While primarily known today as a figurative painter, he was also an art critic. He wrote passionately in support of Abstract Expressionism, helping the public understand the complexity of abstraction. In the face of the cliche “my kid could do that,’ Porter suggested that we look at paintings and ask “does it have the density of experience,”
Upon a deeper look at Porter’s work, it’s no surprise he’s a champion of abstraction. His compositions — in their deceptive simplicity — employ many of the strategies and structures found within 20th c. abstraction.
Working primarily in three locations — his family home in Maine, New York City, and his home in Southhampton, NY — Porter is a documentarian of everyday life.

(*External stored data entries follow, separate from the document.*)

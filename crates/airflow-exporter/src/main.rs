//! airflow-exporter: Prometheus exporter for Airflow task-runner processes.
//!
//! Samples `/proc` on a fixed interval, recognises Airflow task runners by
//! their command line and serves per-task resource gauges over HTTP.

#[cfg(not(target_env = "msvc"))]
use tikv_jemallocator::Jemalloc;

#[cfg(not(target_env = "msvc"))]
#[global_allocator]
static GLOBAL: Jemalloc = Jemalloc;

mod background;
mod handlers;
mod state;

use std::fmt;
use std::io;
use std::net::{SocketAddr, ToSocketAddrs};
use std::path::PathBuf;
use std::process;
use std::sync::{Arc, Mutex};
use std::time::Duration;

use clap::error::ErrorKind;
use clap::{Parser, ValueEnum};
use tokio_util::sync::CancellationToken;
use tracing::{Level, error, info};
use tracing_subscriber::EnvFilter;

use airflow_exporter_core::collector::{Collector, SmapsAggregation};
use airflow_exporter_core::labels::ConstLabels;
use airflow_exporter_core::{MetricSet, MetricsError, SamplingCycle};

use state::AppState;

#[derive(Parser)]
#[command(name = "airflow-exporter")]
#[command(about = "Prometheus exporter for Airflow task-runner processes")]
#[command(version = airflow_exporter_core::VERSION)]
struct Args {
    /// Address to listen on; ":port" binds all interfaces.
    #[arg(
        long = "web.listen-address",
        default_value = ":8080",
        env = "AIRFLOW_EXPORTER_LISTEN",
        value_parser = parse_listen_addr
    )]
    listen_address: SocketAddr,

    /// Path under which metrics are exposed.
    #[arg(
        long = "web.telemetry-path",
        default_value = "/metrics",
        env = "AIRFLOW_EXPORTER_TELEMETRY_PATH",
        value_parser = parse_telemetry_path
    )]
    telemetry_path: String,

    /// Sampling interval in seconds.
    #[arg(
        long,
        default_value = "10",
        env = "AIRFLOW_EXPORTER_INTERVAL",
        value_parser = clap::value_parser!(u64).range(1..)
    )]
    interval: u64,

    /// Increase verbosity (-v debug, -vv trace). Ignored when RUST_LOG is set.
    #[arg(short, long, action = clap::ArgAction::Count)]
    verbose: u8,

    /// Only log errors. Ignored when RUST_LOG is set.
    #[arg(short, long)]
    quiet: bool,

    /// Comma separated constant labels, each set to "true".
    #[arg(long, env = "AIRFLOW_EXPORTER_LABELS", value_delimiter = ',')]
    labels: Vec<String>,

    /// File whose content becomes the `host_hostname` label.
    #[arg(long, env = "AIRFLOW_EXPORTER_HOSTNAME_PATH")]
    hostname_path: Option<PathBuf>,

    /// Root of the proc filesystem.
    #[arg(long, default_value = "/proc")]
    proc_path: String,

    /// How smaps regions are folded into uss/pss/swap.
    #[arg(long, value_enum, default_value_t = SmapsPolicy::FirstRegion)]
    smaps_aggregation: SmapsPolicy,
}

#[derive(Debug, Clone, Copy, PartialEq, Eq, ValueEnum)]
enum SmapsPolicy {
    FirstRegion,
    Sum,
}

impl From<SmapsPolicy> for SmapsAggregation {
    fn from(policy: SmapsPolicy) -> Self {
        match policy {
            SmapsPolicy::FirstRegion => SmapsAggregation::FirstRegion,
            SmapsPolicy::Sum => SmapsAggregation::Sum,
        }
    }
}

#[derive(Debug)]
enum ListenAddrError {
    Empty,
    Unresolved(String),
}

impl fmt::Display for ListenAddrError {
    fn fmt(&self, f: &mut fmt::Formatter<'_>) -> fmt::Result {
        match self {
            ListenAddrError::Empty => write!(f, "listen address is empty"),
            ListenAddrError::Unresolved(addr) => {
                write!(f, "cannot resolve listen address '{}'", addr)
            }
        }
    }
}

impl std::error::Error for ListenAddrError {}

/// Parses `host:port`; a bare `:port` listens on all interfaces.
fn parse_listen_addr(s: &str) -> Result<SocketAddr, ListenAddrError> {
    let s = s.trim();
    if s.is_empty() {
        return Err(ListenAddrError::Empty);
    }
    let candidate = if s.starts_with(':') {
        format!("0.0.0.0{}", s)
    } else {
        s.to_string()
    };
    if let Ok(addr) = candidate.parse::<SocketAddr>() {
        return Ok(addr);
    }
    candidate
        .to_socket_addrs()
        .ok()
        .and_then(|mut addrs| addrs.next())
        .ok_or_else(|| ListenAddrError::Unresolved(s.to_string()))
}

fn parse_telemetry_path(s: &str) -> Result<String, String> {
    if !s.starts_with('/') {
        return Err(format!("telemetry path must start with '/': {}", s));
    }
    if s == "/" || s == "/health" {
        return Err(format!("telemetry path '{}' is reserved", s));
    }
    // Route syntax: `{x}` captures, `:x` and `*x` are rejected by the router.
    if s.contains(['{', '}'])
        || s.split('/').any(|seg| seg.starts_with(':') || seg.starts_with('*'))
    {
        return Err(format!("telemetry path must be a literal path: {}", s));
    }
    Ok(s.to_string())
}

#[derive(Debug)]
enum StartupError {
    Metrics(MetricsError),
    Bind(SocketAddr, io::Error),
    Serve(io::Error),
}

impl fmt::Display for StartupError {
    fn fmt(&self, f: &mut fmt::Formatter<'_>) -> fmt::Result {
        match self {
            StartupError::Metrics(e) => write!(f, "metric registration failed: {}", e),
            StartupError::Bind(addr, e) => write!(f, "failed to bind {}: {}", addr, e),
            StartupError::Serve(e) => write!(f, "server error: {}", e),
        }
    }
}

impl std::error::Error for StartupError {}

impl From<MetricsError> for StartupError {
    fn from(e: MetricsError) -> Self {
        StartupError::Metrics(e)
    }
}

fn main() {
    let args = match Args::try_parse() {
        Ok(args) => args,
        Err(e) => match e.kind() {
            ErrorKind::DisplayHelp | ErrorKind::DisplayVersion => e.exit(),
            _ => {
                let _ = e.print();
                process::exit(1);
            }
        },
    };
    init_logging(args.verbose, args.quiet);

    let runtime = match tokio::runtime::Builder::new_multi_thread()
        .enable_all()
        .build()
    {
        Ok(rt) => rt,
        Err(e) => {
            error!(error = %e, "failed to build tokio runtime");
            process::exit(1);
        }
    };

    if let Err(e) = runtime.block_on(async_main(args)) {
        error!(error = %e, "exporter stopped");
        process::exit(1);
    }
}

async fn async_main(args: Args) -> Result<(), StartupError> {
    let hostname = get_hostname();
    let const_labels =
        ConstLabels::from_sources(&hostname, args.hostname_path.as_deref(), &args.labels);
    info!(
        hostname = %hostname,
        const_labels = const_labels.len(),
        "starting airflow-exporter v{}",
        airflow_exporter_core::VERSION
    );

    let metrics = Arc::new(MetricSet::new(const_labels)?);
    let interval = Duration::from_secs(args.interval);
    let shutdown = CancellationToken::new();

    let sampler = spawn_sampler(&args, Arc::clone(&metrics), interval, shutdown.clone());

    {
        let shutdown = shutdown.clone();
        tokio::spawn(async move {
            shutdown_signal().await;
            info!("shutdown signal received");
            shutdown.cancel();
        });
    }

    let app = handlers::router(AppState {
        metrics,
        telemetry_path: Arc::from(args.telemetry_path.as_str()),
    });

    let listener = match tokio::net::TcpListener::bind(args.listen_address).await {
        Ok(listener) => listener,
        Err(e) => {
            shutdown.cancel();
            return Err(StartupError::Bind(args.listen_address, e));
        }
    };
    info!(
        addr = %args.listen_address,
        telemetry_path = %args.telemetry_path,
        interval_s = args.interval,
        "listening"
    );

    let served = axum::serve(listener, app)
        .with_graceful_shutdown(shutdown.clone().cancelled_owned())
        .await;

    shutdown.cancel();
    if let Err(e) = sampler.await {
        error!(error = %e, "sampling task failed");
    }
    served.map_err(StartupError::Serve)
}

#[cfg(target_os = "linux")]
fn spawn_sampler(
    args: &Args,
    metrics: Arc<MetricSet>,
    interval: Duration,
    shutdown: CancellationToken,
) -> tokio::task::JoinHandle<()> {
    use airflow_exporter_core::collector::RealFs;

    let collector = Collector::new(RealFs::new(), args.proc_path.clone())
        .with_smaps_aggregation(args.smaps_aggregation.into());
    let cycle = Arc::new(Mutex::new(SamplingCycle::new(collector, metrics)));
    tokio::spawn(background::tick_loop(cycle, interval, shutdown))
}

#[cfg(not(target_os = "linux"))]
fn spawn_sampler(
    args: &Args,
    metrics: Arc<MetricSet>,
    interval: Duration,
    shutdown: CancellationToken,
) -> tokio::task::JoinHandle<()> {
    use airflow_exporter_core::collector::MockFs;

    tracing::warn!("not running on Linux, sampling an empty mock /proc");
    let collector = Collector::new(MockFs::idle_host(), args.proc_path.clone())
        .with_smaps_aggregation(args.smaps_aggregation.into());
    let cycle = Arc::new(Mutex::new(SamplingCycle::new(collector, metrics)));
    tokio::spawn(background::tick_loop(cycle, interval, shutdown))
}

async fn shutdown_signal() {
    let ctrl_c = async {
        if let Err(e) = tokio::signal::ctrl_c().await {
            error!(error = %e, "failed to listen for ctrl-c");
            std::future::pending::<()>().await;
        }
    };

    #[cfg(unix)]
    let terminate = async {
        match tokio::signal::unix::signal(tokio::signal::unix::SignalKind::terminate()) {
            Ok(mut sig) => {
                sig.recv().await;
            }
            Err(e) => {
                error!(error = %e, "failed to listen for SIGTERM");
                std::future::pending::<()>().await;
            }
        }
    };

    #[cfg(not(unix))]
    let terminate = std::future::pending::<()>();

    tokio::select! {
        _ = ctrl_c => {}
        _ = terminate => {}
    }
}

fn init_logging(verbose: u8, quiet: bool) {
    let level = if quiet {
        Level::ERROR
    } else {
        match verbose {
            0 => Level::INFO,
            1 => Level::DEBUG,
            _ => Level::TRACE,
        }
    };

    let rust_log = std::env::var("RUST_LOG").ok();
    tracing_subscriber::fmt()
        .with_env_filter(log_filter(level, rust_log.as_deref()))
        .with_target(false)
        .init();
}

/// A non-empty `RUST_LOG` is used as-is; otherwise the crate targets log at
/// `level` and everything else at error.
fn log_filter(level: Level, rust_log: Option<&str>) -> EnvFilter {
    if let Some(directives) = rust_log.filter(|s| !s.trim().is_empty()) {
        return EnvFilter::new(directives);
    }

    let mut filter = EnvFilter::default();
    for target in ["airflow_exporter", "airflow_exporter_core"] {
        if let Ok(directive) = format!("{}={}", target, level).parse() {
            filter = filter.add_directive(directive);
        }
    }
    filter
}

/// Get machine hostname via the `hostname` command.
fn get_hostname() -> String {
    process::Command::new("hostname")
        .output()
        .ok()
        .and_then(|out| {
            if out.status.success() {
                String::from_utf8(out.stdout)
                    .ok()
                    .map(|s| s.trim().to_string())
            } else {
                None
            }
        })
        .unwrap_or_default()
}

#[cfg(test)]
mod tests {
    use super::*;

    #[test]
    fn listen_addr_bare_port_binds_all_interfaces() {
        let addr = parse_listen_addr(":8080").unwrap();
        assert_eq!(addr, "0.0.0.0:8080".parse::<SocketAddr>().unwrap());
    }

    #[test]
    fn listen_addr_explicit_host() {
        let addr = parse_listen_addr("127.0.0.1:9112").unwrap();
        assert_eq!(addr.port(), 9112);
        assert!(addr.ip().is_loopback());
    }

    #[test]
    fn listen_addr_invalid() {
        assert!(matches!(parse_listen_addr(""), Err(ListenAddrError::Empty)));
        assert!(matches!(
            parse_listen_addr("not an address"),
            Err(ListenAddrError::Unresolved(_))
        ));
        assert!(parse_listen_addr(":notaport").is_err());
    }

    #[test]
    fn telemetry_path_validation() {
        assert_eq!(parse_telemetry_path("/metrics").unwrap(), "/metrics");
        assert!(parse_telemetry_path("metrics").is_err());
        assert!(parse_telemetry_path("/").is_err());
        assert!(parse_telemetry_path("/health").is_err());
        assert_eq!(parse_telemetry_path("/a/b:c").unwrap(), "/a/b:c");
    }

    #[test]
    fn telemetry_path_rejects_route_syntax() {
        for path in ["/{x}", "/metrics/{*rest}", "/:x", "/a/:b", "/*all", "/m}"] {
            assert!(parse_telemetry_path(path).is_err(), "{}", path);
        }
    }

    #[test]
    fn log_filter_uses_verbosity_without_rust_log() {
        let filter = log_filter(Level::DEBUG, None).to_string().to_lowercase();
        assert!(filter.contains("airflow_exporter=debug"));
        assert!(filter.contains("airflow_exporter_core=debug"));

        let filter = log_filter(Level::DEBUG, Some("  ")).to_string().to_lowercase();
        assert!(filter.contains("airflow_exporter_core=debug"));
    }

    #[test]
    fn log_filter_honours_rust_log() {
        let filter = log_filter(Level::DEBUG, Some("airflow_exporter_core=trace,warn"))
            .to_string()
            .to_lowercase();
        assert!(filter.contains("airflow_exporter_core=trace"));
        assert!(!filter.contains("airflow_exporter_core=debug"));
        assert!(!filter.contains("airflow_exporter=debug"));
    }

    #[test]
    fn args_defaults() {
        let args = Args::try_parse_from(["airflow-exporter"]).unwrap();
        assert_eq!(args.listen_address.port(), 8080);
        assert_eq!(args.telemetry_path, "/metrics");
        assert_eq!(args.interval, 10);
        assert_eq!(args.proc_path, "/proc");
        assert_eq!(args.smaps_aggregation, SmapsPolicy::FirstRegion);
        assert!(args.labels.is_empty());
        assert!(args.hostname_path.is_none());
    }

    #[test]
    fn args_flags() {
        let args = Args::try_parse_from([
            "airflow-exporter",
            "--web.listen-address",
            "127.0.0.1:9000",
            "--web.telemetry-path",
            "/custom",
            "--interval",
            "3",
            "-vv",
            "--labels",
            "team_a,prod",
            "--smaps-aggregation",
            "sum",
        ])
        .unwrap();
        assert_eq!(args.listen_address.port(), 9000);
        assert_eq!(args.telemetry_path, "/custom");
        assert_eq!(args.interval, 3);
        assert_eq!(args.verbose, 2);
        assert_eq!(args.labels, vec!["team_a", "prod"]);
        assert_eq!(
            SmapsAggregation::from(args.smaps_aggregation),
            SmapsAggregation::Sum
        );
    }

    #[test]
    fn args_reject_zero_interval() {
        assert!(Args::try_parse_from(["airflow-exporter", "--interval", "0"]).is_err());
    }
}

Sometimes referred to as a painter of the suburbs, in addition to landscape his vision probes deeply into the everyday, especially the joys and complications of domestic life.
Porter’s domestic life was complicated, too. With four children, many houseguests, and friends who became long-term guests, there was tremendous activity. That one of the long term guests was also Porter’s sometimes lover, added to the intensity. For my money, the best biography of Porter is Fairfield Porter: A Life in Art by Justin Spring.